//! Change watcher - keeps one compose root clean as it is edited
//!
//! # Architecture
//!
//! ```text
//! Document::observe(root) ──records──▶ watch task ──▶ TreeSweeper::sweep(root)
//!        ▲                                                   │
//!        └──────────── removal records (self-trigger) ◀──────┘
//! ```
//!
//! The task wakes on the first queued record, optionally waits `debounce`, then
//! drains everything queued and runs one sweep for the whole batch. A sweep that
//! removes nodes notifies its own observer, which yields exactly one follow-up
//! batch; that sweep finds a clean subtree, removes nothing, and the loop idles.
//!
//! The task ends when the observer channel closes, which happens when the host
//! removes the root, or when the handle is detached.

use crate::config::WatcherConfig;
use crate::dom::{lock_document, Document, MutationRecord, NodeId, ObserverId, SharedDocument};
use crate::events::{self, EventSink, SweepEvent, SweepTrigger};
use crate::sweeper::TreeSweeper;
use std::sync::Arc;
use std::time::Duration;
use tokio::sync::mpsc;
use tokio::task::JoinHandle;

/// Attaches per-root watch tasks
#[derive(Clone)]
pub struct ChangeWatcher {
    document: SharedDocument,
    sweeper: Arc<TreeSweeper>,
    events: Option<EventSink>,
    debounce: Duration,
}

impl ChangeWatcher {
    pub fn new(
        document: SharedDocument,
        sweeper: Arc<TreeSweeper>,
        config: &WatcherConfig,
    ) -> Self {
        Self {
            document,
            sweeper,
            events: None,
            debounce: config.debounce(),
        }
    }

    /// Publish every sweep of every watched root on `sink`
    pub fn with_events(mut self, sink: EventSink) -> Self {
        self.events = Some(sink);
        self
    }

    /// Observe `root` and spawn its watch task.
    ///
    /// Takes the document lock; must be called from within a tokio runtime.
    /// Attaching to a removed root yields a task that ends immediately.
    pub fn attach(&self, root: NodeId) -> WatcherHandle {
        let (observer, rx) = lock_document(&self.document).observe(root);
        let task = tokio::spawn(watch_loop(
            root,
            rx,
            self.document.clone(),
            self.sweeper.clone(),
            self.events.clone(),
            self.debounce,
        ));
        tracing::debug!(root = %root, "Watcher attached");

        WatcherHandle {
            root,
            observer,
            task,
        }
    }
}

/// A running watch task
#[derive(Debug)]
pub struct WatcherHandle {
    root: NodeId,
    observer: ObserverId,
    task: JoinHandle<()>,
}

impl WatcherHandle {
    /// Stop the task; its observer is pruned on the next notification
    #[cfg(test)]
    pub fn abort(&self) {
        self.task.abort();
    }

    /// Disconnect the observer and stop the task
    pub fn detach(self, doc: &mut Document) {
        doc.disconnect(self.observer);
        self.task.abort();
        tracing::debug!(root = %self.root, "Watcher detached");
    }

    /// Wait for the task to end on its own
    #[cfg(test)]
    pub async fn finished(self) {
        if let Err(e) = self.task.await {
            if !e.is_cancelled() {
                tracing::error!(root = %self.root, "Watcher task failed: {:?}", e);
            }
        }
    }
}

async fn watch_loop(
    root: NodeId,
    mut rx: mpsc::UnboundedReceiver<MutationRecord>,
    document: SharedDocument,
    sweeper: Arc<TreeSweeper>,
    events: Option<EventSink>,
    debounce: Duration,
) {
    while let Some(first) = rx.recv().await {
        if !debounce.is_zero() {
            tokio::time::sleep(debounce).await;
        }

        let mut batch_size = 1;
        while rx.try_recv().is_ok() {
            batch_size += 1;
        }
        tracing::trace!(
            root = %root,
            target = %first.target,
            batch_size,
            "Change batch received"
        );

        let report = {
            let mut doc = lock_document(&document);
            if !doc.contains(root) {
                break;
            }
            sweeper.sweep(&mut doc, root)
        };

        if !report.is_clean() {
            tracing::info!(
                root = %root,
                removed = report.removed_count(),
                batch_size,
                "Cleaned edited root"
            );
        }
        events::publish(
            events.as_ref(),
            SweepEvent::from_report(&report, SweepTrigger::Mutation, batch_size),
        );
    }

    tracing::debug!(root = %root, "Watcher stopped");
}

-=-=-

* Exercise aim
The line above containing "and stop the task", the line containing "let mut batch_size = 1;", and every line between them are to be transcribed exactly; no other line is wanted.

* Exercise response
    /// Disconnect the observer and stop the task
    pub fn detach(self, doc: &mut Document) {
        doc.disconnect(self.observer);
        self.task.abort();
        tracing::debug!(root = %self.root, "Watcher detached");
    }

    /// Wait for the task to end on its own
    #[cfg(test)]
    pub async fn finished(self) {
        if let Err(e) = self.task.await {
            if !e.is_cancelled() {
                tracing::error!(root = %self.root, "Watcher task failed: {:?}", e);
            }
        }
    }
}

async fn watch_loop(
    root: NodeId,
    mut rx: mpsc::UnboundedReceiver<MutationRecord>,
    document: SharedDocument,
    sweeper: Arc<TreeSweeper>,
    events: Option<EventSink>,
    debounce: Duration,
) {
    while let Some(first) = rx.recv().await {
        if !debounce.is_zero() {
            tokio::time::sleep(debounce).await;
        }

        let mut batch_size = 1;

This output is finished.